The plot, for the eight of you who missed the trailers and have never ever seen a comic book… Five people go into space on an experimental journey involving DNA. Mistakes are made, ship goes boom, and the five are exposed to scary rays that resemble the Nexus from Star Trek: Generations (ya know, the one where they end up in the Nexus and, by the film’s logic, they never ever leave which means every Star Trek adventure from then on it takes place in that non-reality). Rather than being tossed into a time ribbon with Malcolm McDowell, their DNA is altered in differing ways.
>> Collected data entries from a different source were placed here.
//! Enemy AI: perception, physical/hacking контроллеры, alert propagation
//!
//! Порядок по фазам (`GameplaySet`):
//! 1. Perception - update_perception (LOS, GhostProtocol)
//! 2. Decision - physical_ai_decisions, hacking_ai_decisions (пишут MovementCommand и intents)
//! 3. Broadcast - broadcast_alerts (после собственных переходов отправителя)
//! 4. Reactions - reset_ai_on_player_death

use bevy::prelude::*;

pub mod alert;
pub mod events;
pub mod hacking;
pub mod perception;
pub mod physical;


pub use alert::{broadcast_alerts, AlertState};
pub use events::*;
pub use hacking::{choose_quickhack, hacking_ai_decisions, HackingController};
pub use perception::{update_perception, Perception};
pub use physical::{face_towards, physical_ai_decisions, PhysicalController, PhysicalState};

use crate::attributes::ActorDied;
use crate::components::MovementCommand;
use crate::GameplaySet;

/// AI Plugin
///
/// Все системы в FixedUpdate, порядок задают фазы `GameplaySet`.
pub struct AIPlugin;

impl Plugin for AIPlugin {
    fn build(&self, app: &mut App) {
        app.add_event::<TargetSpotted>()
            .add_event::<TargetLost>()
            .add_event::<AllyAlert>();

        app.add_systems(
            FixedUpdate,
            (
                update_perception.in_set(GameplaySet::Perception),
                (physical_ai_decisions, hacking_ai_decisions)
                    .chain()
                    .in_set(GameplaySet::Decision),
                broadcast_alerts.in_set(GameplaySet::Broadcast),
                reset_ai_on_player_death.in_set(GameplaySet::Reactions),
            ),
        );
    }
}

/// Система: смерть игрока возвращает все контроллеры в Idle и гасит тревогу
pub fn reset_ai_on_player_death(
    mut died: EventReader<ActorDied>,
    mut physical: Query<
        (&mut PhysicalController, &mut AlertState, &mut MovementCommand),
        Without<HackingController>,
    >,
    mut hacking: Query<(&mut HackingController, &mut AlertState), Without<PhysicalController>>,
) {
    // Читаем все события (без short-circuit), чтобы не копить хвост
    let player_died = died.read().filter(|event| event.was_player).count() > 0;
    if !player_died {
        return;
    }

    for (mut controller, mut alert, mut command) in physical.iter_mut() {
        controller.reset();
        alert.stop_alerting();
        *command = MovementCommand::Stop;
    }
    for (mut controller, mut alert) in hacking.iter_mut() {
        controller.reset();
        alert.stop_alerting();
    }

    crate::log_info("🏁 Player died, AI reset to Idle");
}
Reed Richards (Ioan Gruffard, terrifically low key as the patriarch) becomes able to stretch his limbs any which way but lose. Sue Storm (Jessica Alba, not quite motherly enough, but not as bad as you fear) becomes occasionally invisible. Johnny Storm (Chris Evans, acceptable as a womanizing hotshot) gets the ability to catch aflame. And Ben Grimm (Michael Chiklis, full of regret and bitterness, giving easily the best performance in the film with the best material to boot) suffers as his entire body turns to stone.

Oh, and Victor Van Doom discovers that his skin is turning to metal, and he is able to control electricity. Just by those names, take a guess which one turns out to be the bad guy? You guessed the guy with Doom in his name? Can’t fool you! Of course, in the comics, his origin was a bit different. After scarring his face is a poorly thought out scheme to travel to heaven and talk to his dead mother (don’t ask, it was the 60’s dude!), he eventually took the name Dr. Doom because Dr. Doom is a really really cool name for a bad guy, and one of the main reasons for the guy’s 45 years of popularity among the geeks.
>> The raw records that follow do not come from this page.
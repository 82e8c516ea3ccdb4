//! Headless симуляция Cybersouls
//!
//! Маленькая арена: игрок против Basic/Block/Dodge + нетраннер.
//! Игрок целится в ближайшего живого врага и бьёт Slash, как только готов.
//!
//! Запуск: `cybersouls_simulation [config.toml]`

use bevy::prelude::*;
use cybersouls_simulation::attributes::PlayerAttributes;
use cybersouls_simulation::combat::{SlashAbility, SlashIntent};
use cybersouls_simulation::progression::{PlayerProgression, QuestTracker};
use cybersouls_simulation::targeting::CrosshairRay;
use cybersouls_simulation::{
    create_headless_app_with_config, log_error, log_info, spawn_enemy_now, spawn_player_now, step_simulation, Dead,
    Enemy, EnemyArchetype, MovementCommand, SimulationConfig,
};

const MAX_TICKS: u32 = 60 * 60;
const EYE_HEIGHT: f32 = 80.0;

fn main() {
    let config = match std::env::args().nth(1) {
        Some(path) => match SimulationConfig::load(&path) {
            Ok(config) => config,
            Err(error) => {
                eprintln!("Failed to load config {}: {}", path, error);
                std::process::exit(1);
            }
        },
        None => SimulationConfig::default(),
    };

    let seed = config.seed;
    let dt = (1.0 / config.tick_hz) as f32;
    println!("Starting Cybersouls headless simulation (seed: {})", seed);

    let mut app = create_headless_app_with_config(config);

    let player = spawn_player_now(&mut app, Transform::default());
    spawn_enemy_now(&mut app, EnemyArchetype::Basic, Transform::from_xyz(0.0, 0.0, -600.0));
    spawn_enemy_now(&mut app, EnemyArchetype::Block, Transform::from_xyz(400.0, 0.0, -900.0));
    spawn_enemy_now(&mut app, EnemyArchetype::Dodge, Transform::from_xyz(-400.0, 0.0, -900.0));
    spawn_enemy_now(&mut app, EnemyArchetype::BuffNetrunner, Transform::from_xyz(0.0, 0.0, -1400.0));

    for tick in 0..MAX_TICKS {
        aim_and_slash(&mut app, player);
        step_simulation(&mut app, dt);

        if tick % 300 == 0 {
            report(&mut app, player, tick);
        }

        if app.world().resource::<QuestTracker>().completed {
            log_info(&format!("🏁 Quest completed at tick {}", tick));
            break;
        }
        if app.world().get::<Dead>(player).is_some() {
            log_error(&format!("💀 Player died at tick {}", tick));
            break;
        }
    }

    report(&mut app, player, MAX_TICKS);
    let progression = *app.world().resource::<PlayerProgression>();
    println!(
        "Simulation complete! XP: integrity {:.1}, hacking {:.1}",
        progression.integrity_xp, progression.hacking_xp
    );
}

/// Простейший "игрок": прицел на ближайшего живого врага + Slash когда готов
fn aim_and_slash(app: &mut App, player: Entity) {
    let world = app.world_mut();
    let Some(player_position) = world.get::<Transform>(player).map(|transform| transform.translation) else {
        return;
    };

    let mut enemies = world.query_filtered::<(Entity, &Transform), (With<Enemy>, Without<Dead>)>();
    let nearest = enemies
        .iter(world)
        .map(|(entity, transform)| (entity, transform.translation))
        .min_by(|a, b| {
            a.1.distance(player_position)
                .total_cmp(&b.1.distance(player_position))
                .then_with(|| a.0.cmp(&b.0))
        });
    let Some((_, enemy_position)) = nearest else {
        return;
    };

    let eye = player_position + Vec3::Y * EYE_HEIGHT;
    if let Some(mut ray) = world.get_mut::<CrosshairRay>(player) {
        ray.origin = eye;
        ray.direction = (enemy_position + Vec3::Y * EYE_HEIGHT - eye).normalize_or_zero();
    }

    // Подходим к цели
    if let Some(mut command) = world.get_mut::<MovementCommand>(player) {
        let next = MovementCommand::MoveToPosition {
            target: enemy_position,
            acceptance_radius: 150.0,
        };
        if *command != next {
            *command = next;
        }
    }

    let ready = world
        .get::<SlashAbility>(player)
        .is_some_and(|slash| slash.ability.is_ready() && enemy_position.distance(player_position) <= slash.range);
    if ready {
        world.send_event(SlashIntent { attacker: player });
    }
}

fn report(app: &mut App, player: Entity, tick: u32) {
    let world = app.world_mut();
    let alive = world
        .query_filtered::<Entity, (With<Enemy>, Without<Dead>)>()
        .iter(world)
        .count();
    let (integrity, hack) = world
        .get::<PlayerAttributes>(player)
        .map_or((0.0, 0.0), |attributes| (attributes.integrity, attributes.hack_progress));

    println!(
        "Tick {}: {} enemies alive, player integrity {:.1}, hack progress {:.1}",
        tick, alive, integrity, hack
    );
}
Alas, the film’s handling of Doom is easily the chief weakness and biggest disappointment. Sure, Alba isn’t great as Sue, but she is good enough. And yes, the special effects aren’t very realistic, but the cheesy FX actually gave the film a charming, old-fashioned feel. And the action scenes aren’t very riveting, but it’s always refreshing when more emphasis is placed on character than action. But, Julian McMahon is perfectly dreadful as Doom, spending most of the second half isolated and thus forced to poorly talk to himself in evil monologues. The other reasons for the character’s popularity, his rich background and cool caped costume, are sadly lacking in this film. His new quasi Lex Luthor-ish back story is lazy and boring. Truth be told, the film would have been far stronger to remove Doom from the plot, to concentrate even more on the readjustment of the Fantastic Family and to then have Victor Van Doom show himself in the final scene, ready to earn that PG-13 in the inevitable sequel.

In the end, the long awaited Fantastic Four is a solid B-level entry into the comic book genre. It’s fun, it’s well acted by most of the cast, and, in this summer of dark, gloomy spectacles, it’s a light bouncy adventure story that is faithful in tone and spirit to the classic comic book series from which it’s based. It’s surely not ‘Incredible’, nor is it even ‘Fantastic’. But, to use a little known comic book spoof from 2000, it is just barely ‘Special’.